Records from a collection
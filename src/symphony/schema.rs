// =============================================================================
// Raw wire shapes of the symphony JSON format
// =============================================================================
//
// Phase one of the two-phase parser: these structs mirror the external JSON
// byte-for-byte (kebab-case keys, `?`-suffixed flags, numbers-as-strings) so
// that nothing downstream ever touches string-keyed JSON. Phase two
// (`parser.rs`) converts them into the typed tree.
// =============================================================================

use serde::{Deserialize, Serialize};

/// A JSON field that arrives as either an integer or an integer-in-a-string.
#[derive(Debug, Clone, PartialEq, Serialize, Deserialize)]
#[serde(untagged)]
pub enum NumOrStr {
    Int(i64),
    Str(String),
}

impl NumOrStr {
    /// Numeric value, if the string form actually holds an integer.
    pub fn as_i64(&self) -> Option<i64> {
        match self {
            Self::Int(v) => Some(*v),
            Self::Str(s) => s.trim().parse().ok(),
        }
    }

    /// The literal string form (used for `select-n: "all"`).
    pub fn as_str(&self) -> Option<&str> {
        match self {
            Self::Str(s) => Some(s),
            Self::Int(_) => None,
        }
    }
}

/// Rational weight attached to asset nodes.
#[derive(Debug, Clone, PartialEq, Serialize, Deserialize)]
pub struct RawWeight {
    pub num: NumOrStr,
    pub den: i64,
}

/// Parameter bag of a metric invocation.
#[derive(Debug, Clone, Default, PartialEq, Serialize, Deserialize)]
pub struct RawFnParams {
    #[serde(default, skip_serializing_if = "Option::is_none")]
    pub window: Option<NumOrStr>,
    #[serde(default, skip_serializing_if = "Option::is_none")]
    pub benchmark: Option<String>,
}

/// Root `rebalance` field: a frequency token or a threshold object.
#[derive(Debug, Clone, PartialEq, Serialize, Deserialize)]
#[serde(untagged)]
pub enum RawRebalance {
    Frequency(String),
    Threshold {
        #[serde(rename = "corridor-width")]
        corridor_width: f64,
    },
}

/// One step object as it appears on the wire. The `step` discriminator
/// decides which of the optional fields are meaningful; phase two enforces
/// that.
#[derive(Debug, Clone, PartialEq, Serialize, Deserialize)]
pub struct RawStep {
    pub id: String,
    pub step: String,
    #[serde(default, skip_serializing_if = "Option::is_none")]
    pub name: Option<String>,
    #[serde(default, skip_serializing_if = "Option::is_none")]
    pub description: Option<String>,

    // --- root ---------------------------------------------------------------
    #[serde(default, skip_serializing_if = "Option::is_none")]
    pub rebalance: Option<RawRebalance>,

    // --- asset --------------------------------------------------------------
    #[serde(default, skip_serializing_if = "Option::is_none")]
    pub ticker: Option<String>,
    #[serde(default, skip_serializing_if = "Option::is_none")]
    pub exchange: Option<String>,
    #[serde(default, skip_serializing_if = "Option::is_none")]
    pub weight: Option<RawWeight>,

    // --- filter -------------------------------------------------------------
    #[serde(rename = "sort-by-fn", default, skip_serializing_if = "Option::is_none")]
    pub sort_by_fn: Option<String>,
    #[serde(rename = "sort-by-fn-params", default, skip_serializing_if = "Option::is_none")]
    pub sort_by_fn_params: Option<RawFnParams>,
    #[serde(rename = "select-fn", default, skip_serializing_if = "Option::is_none")]
    pub select_fn: Option<String>,
    #[serde(rename = "select-n", default, skip_serializing_if = "Option::is_none")]
    pub select_n: Option<NumOrStr>,

    // --- if-child -----------------------------------------------------------
    #[serde(rename = "is-else-condition?", default, skip_serializing_if = "Option::is_none")]
    pub is_else_condition: Option<bool>,
    #[serde(rename = "lhs-fn", default, skip_serializing_if = "Option::is_none")]
    pub lhs_fn: Option<String>,
    #[serde(rename = "lhs-fn-params", default, skip_serializing_if = "Option::is_none")]
    pub lhs_fn_params: Option<RawFnParams>,
    #[serde(rename = "lhs-val", default, skip_serializing_if = "Option::is_none")]
    pub lhs_val: Option<String>,
    #[serde(default, skip_serializing_if = "Option::is_none")]
    pub comparator: Option<String>,
    #[serde(rename = "rhs-fn", default, skip_serializing_if = "Option::is_none")]
    pub rhs_fn: Option<String>,
    #[serde(rename = "rhs-fn-params", default, skip_serializing_if = "Option::is_none")]
    pub rhs_fn_params: Option<RawFnParams>,
    #[serde(rename = "rhs-val", default, skip_serializing_if = "Option::is_none")]
    pub rhs_val: Option<String>,
    #[serde(rename = "rhs-fixed-value?", default, skip_serializing_if = "Option::is_none")]
    pub rhs_fixed_value: Option<bool>,

    // --- weighting ----------------------------------------------------------
    #[serde(rename = "window-days", default, skip_serializing_if = "Option::is_none")]
    pub window_days: Option<NumOrStr>,

    #[serde(default, skip_serializing_if = "Vec::is_empty")]
    pub children: Vec<RawStep>,
}

impl RawStep {
    /// Fresh raw step with only the universal fields set.
    pub fn bare(id: impl Into<String>, step: impl Into<String>) -> Self {
        Self {
            id: id.into(),
            step: step.into(),
            name: None,
            description: None,
            rebalance: None,
            ticker: None,
            exchange: None,
            weight: None,
            sort_by_fn: None,
            sort_by_fn_params: None,
            select_fn: None,
            select_n: None,
            is_else_condition: None,
            lhs_fn: None,
            lhs_fn_params: None,
            lhs_val: None,
            comparator: None,
            rhs_fn: None,
            rhs_fn_params: None,
            rhs_val: None,
            rhs_fixed_value: None,
            window_days: None,
            children: Vec::new(),
        }
    }
}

» **Required work**
The records above need to be retyped exactly.

» **Solved problem**
filename src/symphony/schema.rs
// =============================================================================
// Raw wire shapes of the symphony JSON format
// =============================================================================
//
// Phase one of the two-phase parser: these structs mirror the external JSON
// byte-for-byte (kebab-case keys, `?`-suffixed flags, numbers-as-strings) so
// that nothing downstream ever touches string-keyed JSON. Phase two
// (`parser.rs`) converts them into the typed tree.
// =============================================================================

use serde::{Deserialize, Serialize};

/// A JSON field that arrives as either an integer or an integer-in-a-string.
#[derive(Debug, Clone, PartialEq, Serialize, Deserialize)]
#[serde(untagged)]
pub enum NumOrStr {
    Int(i64),
    Str(String),
}

impl NumOrStr {
    /// Numeric value, if the string form actually holds an integer.
    pub fn as_i64(&self) -> Option<i64> {
        match self {
            Self::Int(v) => Some(*v),
            Self::Str(s) => s.trim().parse().ok(),
        }
    }

    /// The literal string form (used for `select-n: "all"`).
    pub fn as_str(&self) -> Option<&str> {
        match self {
            Self::Str(s) => Some(s),
            Self::Int(_) => None,
        }
    }
}

/// Rational weight attached to asset nodes.
#[derive(Debug, Clone, PartialEq, Serialize, Deserialize)]
pub struct RawWeight {
    pub num: NumOrStr,
    pub den: i64,
}

/// Parameter bag of a metric invocation.
#[derive(Debug, Clone, Default, PartialEq, Serialize, Deserialize)]
pub struct RawFnParams {
    #[serde(default, skip_serializing_if = "Option::is_none")]
    pub window: Option<NumOrStr>,
    #[serde(default, skip_serializing_if = "Option::is_none")]
    pub benchmark: Option<String>,
}

/// Root `rebalance` field: a frequency token or a threshold object.
#[derive(Debug, Clone, PartialEq, Serialize, Deserialize)]
#[serde(untagged)]
pub enum RawRebalance {
    Frequency(String),
    Threshold {
        #[serde(rename = "corridor-width")]
        corridor_width: f64,
    },
}

/// One step object as it appears on the wire. The `step` discriminator
/// decides which of the optional fields are meaningful; phase two enforces
/// that.
#[derive(Debug, Clone, PartialEq, Serialize, Deserialize)]
pub struct RawStep {
    pub id: String,
    pub step: String,
    #[serde(default, skip_serializing_if = "Option::is_none")]
    pub name: Option<String>,
    #[serde(default, skip_serializing_if = "Option::is_none")]
    pub description: Option<String>,

    // --- root ---------------------------------------------------------------
    #[serde(default, skip_serializing_if = "Option::is_none")]
    pub rebalance: Option<RawRebalance>,

    // --- asset --------------------------------------------------------------
    #[serde(default, skip_serializing_if = "Option::is_none")]
    pub ticker: Option<String>,
    #[serde(default, skip_serializing_if = "Option::is_none")]
    pub exchange: Option<String>,
    #[serde(default, skip_serializing_if = "Option::is_none")]
    pub weight: Option<RawWeight>,

    // --- filter -------------------------------------------------------------
    #[serde(rename = "sort-by-fn", default, skip_serializing_if = "Option::is_none")]
    pub sort_by_fn: Option<String>,
    #[serde(rename = "sort-by-fn-params", default, skip_serializing_if = "Option::is_none")]
    pub sort_by_fn_params: Option<RawFnParams>,
    #[serde(rename = "select-fn", default, skip_serializing_if = "Option::is_none")]
    pub select_fn: Option<String>,
    #[serde(rename = "select-n", default, skip_serializing_if = "Option::is_none")]
    pub select_n: Option<NumOrStr>,

    // --- if-child -----------------------------------------------------------
    #[serde(rename = "is-else-condition?", default, skip_serializing_if = "Option::is_none")]
    pub is_else_condition: Option<bool>,
    #[serde(rename = "lhs-fn", default, skip_serializing_if = "Option::is_none")]
    pub lhs_fn: Option<String>,
    #[serde(rename = "lhs-fn-params", default, skip_serializing_if = "Option::is_none")]
    pub lhs_fn_params: Option<RawFnParams>,
    #[serde(rename = "lhs-val", default, skip_serializing_if = "Option::is_none")]
    pub lhs_val: Option<String>,
    #[serde(default, skip_serializing_if = "Option::is_none")]
    pub comparator: Option<String>,
    #[serde(rename = "rhs-fn", default, skip_serializing_if = "Option::is_none")]
    pub rhs_fn: Option<String>,
    #[serde(rename = "rhs-fn-params", default, skip_serializing_if = "Option::is_none")]
    pub rhs_fn_params: Option<RawFnParams>,
    #[serde(rename = "rhs-val", default, skip_serializing_if = "Option::is_none")]
    pub rhs_val: Option<String>,
    #[serde(rename = "rhs-fixed-value?", default, skip_serializing_if = "Option::is_none")]
    pub rhs_fixed_value: Option<bool>,

    // --- weighting ----------------------------------------------------------
    #[serde(rename = "window-days", default, skip_serializing_if = "Option::is_none")]
    pub window_days: Option<NumOrStr>,

    #[serde(default, skip_serializing_if = "Vec::is_empty")]
    pub children: Vec<RawStep>,
}

impl RawStep {
    /// Fresh raw step with only the universal fields set.
    pub fn bare(id: impl Into<String>, step: impl Into<String>) -> Self {
        Self {
            id: id.into(),
            step: step.into(),
            name: None,
            description: None,
            rebalance: None,
            ticker: None,
            exchange: None,
            weight: None,
            sort_by_fn: None,
            sort_by_fn_params: None,
            select_fn: None,
            select_n: None,
            is_else_condition: None,
            lhs_fn: None,
            lhs_fn_params: None,
            lhs_val: None,
            comparator: None,
            rhs_fn: None,
            rhs_fn_params: None,
            rhs_val: None,
            rhs_fixed_value: None,
            window_days: None,
            children: Vec::new(),
        }
    }
}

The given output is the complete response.